Background information
- Origin: New York City, New York, U.S.
- Genres: Electro house; progressive house; future house;
- Years active: 2009–present
- Labels: Musical Freedom; Ultra; Vicious; Atlantic; Strictly Rhythm; cr2; Armada; Spinnin'; Hollywood; Jive; RCA; Protocol;
- Members: Nick Ditri; Danny Boselevic;
- Website: discofriesmusic.com

= Disco Fries =

American DJ and music production team

Disco Fries is an American DJ and music production duo from New York consisting of Nick Ditri and Danny Boselovic.

==History==

In late fall of 2004, Danny Boselovic and Nick Ditri met as roommates in their freshman year at Berklee College of Music in Boston. Nick grew up on hip-hop and New York-centric dance music and ran an independent record label. Danny was a trombone player and fan of Radiohead and technology. They started experimenting on music together in their freshman year.

The duo has hit the Hypem #1 spot multiple times with their releases on labels such as Cr2, Strictly Rhythm, OneLove, and Vicious Recordings.
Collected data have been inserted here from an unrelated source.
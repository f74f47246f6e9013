//! Error types for linking domain validation and parsing.

use thiserror::Error;

/// Errors returned while constructing linking domain values.
#[derive(Debug, Clone, Error, PartialEq, Eq)]
pub enum LinkingDomainError {
    /// The task gid is empty or not numeric.
    #[error("invalid Asana task gid '{0}', expected a numeric identifier")]
    InvalidTaskGid(String),

    /// A target names an empty project.
    #[error("target project name must not be empty")]
    EmptyTargetProject,

    /// A target names an empty section.
    #[error("target section name must not be empty (project '{0}')")]
    EmptyTargetSection(String),

    /// The targets input is not a JSON array of `{project, section}` objects.
    #[error("invalid targets JSON: {0}")]
    InvalidTargets(String),

    /// The comment template could not be rendered.
    #[error("failed to render task comment template: {0}")]
    TemplateRender(String),
}
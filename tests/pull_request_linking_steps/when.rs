//! When steps for pull request linking BDD scenarios.

use super::world::LinkWorld;
use eyre::WrapErr;
use rstest_bdd_macros::when;

#[when("the action runs")]
fn action_runs(world: &mut LinkWorld) -> Result<(), eyre::Report> {
    world.run()
}

#[when("the action runs again")]
fn action_runs_again(world: &mut LinkWorld) -> Result<(), eyre::Report> {
    world.tracker.clear_calls().wrap_err("reset recorded calls")?;
    world.run()
}
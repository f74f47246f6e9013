//! Tests for comment posting and duplicate detection.

use std::sync::Arc;

use super::tracker_fixtures::{FIRST_TASK, task, tracker};
use crate::linking::{
    adapters::memory::{InMemoryTaskTracker, TrackerCall},
    domain::TaskComment,
    ports::MockTaskTracker,
    services::{CommentAppender, CommentOutcome, CommentPolicy},
};
use rstest::rstest;

const COMMENT: &str = "Linked pull request: https://github.com/acme/web/pull/42";

#[rstest]
#[case(None)]
#[case(Some(""))]
#[case(Some("   "))]
#[tokio::test(flavor = "multi_thread")]
async fn missing_comment_is_a_no_op_without_calls(#[case] text: Option<&str>) {
    let mut mock = MockTaskTracker::new();
    mock.expect_list_comments().times(0);
    mock.expect_add_comment().times(0);
    let appender = CommentAppender::new(Arc::new(mock), CommentPolicy::skip_duplicates());

    let outcome = appender.append(&task(FIRST_TASK), text).await;

    assert!(matches!(outcome, CommentOutcome::NoOp));
}

#[rstest]
#[tokio::test(flavor = "multi_thread")]
async fn posts_twice_without_duplicate_detection(tracker: InMemoryTaskTracker) {
    let shared = Arc::new(tracker);
    let appender = CommentAppender::new(Arc::clone(&shared), CommentPolicy::always_post());

    let first = appender.append(&task(FIRST_TASK), Some(COMMENT)).await;
    let second = appender.append(&task(FIRST_TASK), Some(COMMENT)).await;

    assert_eq!((first.as_str(), second.as_str()), ("posted", "posted"));
    assert_eq!(
        shared.comments_on(&task(FIRST_TASK)).expect("comments readable"),
        vec![COMMENT, COMMENT]
    );
    let calls = shared.calls().expect("calls recorded");
    assert!(!calls.contains(&TrackerCall::ListComments(task(FIRST_TASK))));
}

#[rstest]
#[tokio::test(flavor = "multi_thread")]
async fn skips_the_second_post_with_duplicate_detection(tracker: InMemoryTaskTracker) {
    let shared = Arc::new(tracker);
    let appender = CommentAppender::new(Arc::clone(&shared), CommentPolicy::skip_duplicates());

    let first = appender.append(&task(FIRST_TASK), Some(COMMENT)).await;
    let second = appender.append(&task(FIRST_TASK), Some(COMMENT)).await;

    assert_eq!(
        (first.as_str(), second.as_str()),
        ("posted", "skipped_duplicate")
    );
    assert_eq!(
        shared.comments_on(&task(FIRST_TASK)).expect("comments readable"),
        vec![COMMENT]
    );
}

#[rstest]
#[tokio::test(flavor = "multi_thread")]
async fn similar_but_different_text_is_not_a_duplicate(tracker: InMemoryTaskTracker) {
    tracker
        .add_existing_comment(&task(FIRST_TASK), format!("{COMMENT} (draft)"))
        .expect("seed comment");
    let shared = Arc::new(tracker);
    let appender = CommentAppender::new(Arc::clone(&shared), CommentPolicy::skip_duplicates());

    let outcome = appender.append(&task(FIRST_TASK), Some(COMMENT)).await;

    assert!(matches!(outcome, CommentOutcome::Posted));
    assert_eq!(
        shared
            .comments_on(&task(FIRST_TASK))
            .expect("comments readable")
            .len(),
        2
    );
}

#[tokio::test(flavor = "multi_thread")]
async fn existing_identical_comment_prevents_posting() {
    let mut mock = MockTaskTracker::new();
    mock.expect_list_comments()
        .times(1)
        .returning(|_| Ok(vec![TaskComment::new("older note"), TaskComment::new(COMMENT)]));
    mock.expect_add_comment().times(0);
    let appender = CommentAppender::new(Arc::new(mock), CommentPolicy::skip_duplicates());

    let outcome = appender.append(&task(FIRST_TASK), Some(COMMENT)).await;

    assert!(matches!(outcome, CommentOutcome::SkippedDuplicate));
}

#[tokio::test(flavor = "multi_thread")]
async fn posts_the_exact_text() {
    let mut mock = MockTaskTracker::new();
    mock.expect_list_comments().times(0);
    mock.expect_add_comment()
        .withf(|gid, text| gid.as_str() == FIRST_TASK && text == COMMENT)
        .times(1)
        .returning(|_, _| Ok(()));
    let appender = CommentAppender::new(Arc::new(mock), CommentPolicy::always_post());

    let outcome = appender.append(&task(FIRST_TASK), Some(COMMENT)).await;

    assert!(matches!(outcome, CommentOutcome::Posted));
    assert!(!appender.policy().skip_duplicates);
}

#[rstest]
#[case(CommentPolicy::always_post())]
#[case(CommentPolicy::skip_duplicates())]
#[tokio::test(flavor = "multi_thread")]
async fn remote_failure_is_reported_not_raised(
    tracker: InMemoryTaskTracker,
    #[case] policy: CommentPolicy,
) {
    tracker
        .fail_comments_for(task(FIRST_TASK))
        .expect("inject failure");
    let appender = CommentAppender::new(Arc::new(tracker), policy);

    let outcome = appender.append(&task(FIRST_TASK), Some(COMMENT)).await;

    assert!(outcome.is_error());
}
After recently being named one of VIBE Magazine "30 DJs to Watch in 2013", Disco Fries partnered with Novation to create a Max for Live plug-in dubbed "Konversate" for use with the Launchpad in their live sets. In late 2013, Disco Fries became a FabFilter Endorsed Artist.

In 2018, their single "U Make Me (Zack Martino & Disco Fries Remix)" peaked at #1 on SiriusXM's BPM.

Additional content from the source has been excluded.